Again, different categories, some of these are now in flux within the science, people are arguing about whether these classical terms are even appropriate anymore. That just because we can make ‘some’ aminos doesn’t mean that we can make ENOUGH of them, under certain conditions, and especially if we start concocting really bizarre diets or food-like substances that become the basis of the diet.

This is where it starts to cross over to where I’m more comfortable and familiar with. Animal nutrition is a functional and scientific discipline. Alright, there’s test, there’s evaluation, at the end of the day we don’t blame the cow. …If the production doesn’t match what the nutritionist said it should be. Nutritionists get fired every day in animal agriculture.

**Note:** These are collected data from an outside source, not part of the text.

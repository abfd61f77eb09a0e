//! LR(0) items and the canonical collection of item sets.

use crate::grammar::{Grammar, RuleId, Symbol};
use indexmap::IndexSet;
use std::collections::{BTreeMap, BTreeSet};

/// An LR(0) item: a rule with a dot before `rhs[dot]`.
///
/// `dot == rhs.len()` means the rule is complete.
#[derive(Clone, Copy, PartialEq, Eq, PartialOrd, Ord, Hash, Debug)]
pub struct Item {
    pub rule: usize,
    pub dot: usize,
}

impl Item {
    /// The symbol right after the dot, if any.
    pub fn next_symbol<T>(&self, grammar: &Grammar<T>) -> Option<Symbol> {
        grammar.rule(RuleId(self.rule)).rhs.get(self.dot).copied()
    }

    pub fn is_complete<T>(&self, grammar: &Grammar<T>) -> bool {
        self.dot >= grammar.rule(RuleId(self.rule)).rhs.len()
    }

    pub fn advance(&self) -> Item {
        Item {
            rule: self.rule,
            dot: self.dot + 1,
        }
    }
}

/// A set of LR(0) items.
pub type ItemSet = BTreeSet<Item>;

/// Adds `B → •γ` for every item with a non-terminal `B` after the dot,
/// until nothing changes.
pub fn closure<T>(items: &ItemSet, grammar: &Grammar<T>) -> ItemSet {
    let mut c = items.clone();
    let mut stack: Vec<Item> = items.iter().copied().collect();
    while let Some(item) = stack.pop() {
        if let Some(Symbol::NonTerm(b)) = item.next_symbol(grammar) {
            for &r in &grammar.nonterminals()[b.0].rules {
                let new_item = Item { rule: r.0, dot: 0 };
                if c.insert(new_item) {
                    stack.push(new_item);
                }
            }
        }
    }
    c
}

/// Items of `items` advanced past `sym`, closed.
pub fn goto<T>(items: &ItemSet, sym: Symbol, grammar: &Grammar<T>) -> ItemSet {
    let moved: ItemSet = items
        .iter()
        .filter(|item| item.next_symbol(grammar) == Some(sym))
        .map(Item::advance)
        .collect();
    closure(&moved, grammar)
}

/// The canonical collection: states in breadth-first discovery order
/// (state 0 is the closure of `'S → •S`) and their goto edges.
#[derive(Debug, Clone, PartialEq, Eq)]
pub struct Collection {
    pub states: IndexSet<ItemSet>,
    pub transitions: Vec<BTreeMap<Symbol, usize>>,
}

impl Collection {
    pub fn len(&self) -> usize {
        self.states.len()
    }

    pub fn is_empty(&self) -> bool {
        self.states.is_empty()
    }

    /// Kernel items of `state`: those with the dot past the start, plus the
    /// augmented start item.
    pub fn kernel<T>(&self, state: usize, grammar: &Grammar<T>) -> Vec<Item> {
        let augmented = grammar.augmented_rule().0;
        self.states[state]
            .iter()
            .filter(|item| item.dot > 0 || item.rule == augmented)
            .copied()
            .collect()
    }
}

/// Builds the canonical collection of LR(0) item sets.
pub fn construct_set<T>(grammar: &Grammar<T>) -> Collection {
    let start = ItemSet::from([Item {
        rule: grammar.augmented_rule().0,
        dot: 0,
    }]);
    let mut states = IndexSet::new();
    states.insert(closure(&start, grammar));
    let mut transitions = Vec::new();

    let mut i = 0;
    while i < states.len() {
        let state = states[i].clone();
        let symbols: BTreeSet<Symbol> = state
            .iter()
            .filter_map(|item| item.next_symbol(grammar))
            .collect();
        let mut edges = BTreeMap::new();
        for sym in symbols {
            let nxt = goto(&state, sym, grammar);
            let (j, _) = states.insert_full(nxt);
            edges.insert(sym, j);
        }
        transitions.push(edges);
        i += 1;
    }
    log::debug!("LR(0) collection: {} states", states.len());
    Collection {
        states,
        transitions,
    }
}
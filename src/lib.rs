pub mod board;
pub mod game;
pub mod history;
pub mod piece;
pub mod rules;
pub mod stats;

pub use board::*;
pub use game::*;
pub use history::*;
pub use piece::*;
pub use rules::*;
pub use stats::*;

We have hard end-points. …for almost half a century, swine nutritionists have been balancing their rations on an individual indispensible amino acid basis. Which by the way has been a recommendation of the FAO since 2013. They’ve also recommended that individual indispensible amino acids be listed on food labels as individual nutrients. Haven’t seen a lot of progress on that.

PVT TIM HILL, an acronym. Phenylalanine, Valine, Threonine is the private. Tryptophan, Isoleucine, Methionine is Tim. Histidine, Leucine, Lysine is Hill. This is how we teach our students to remember the indispensible amino acids.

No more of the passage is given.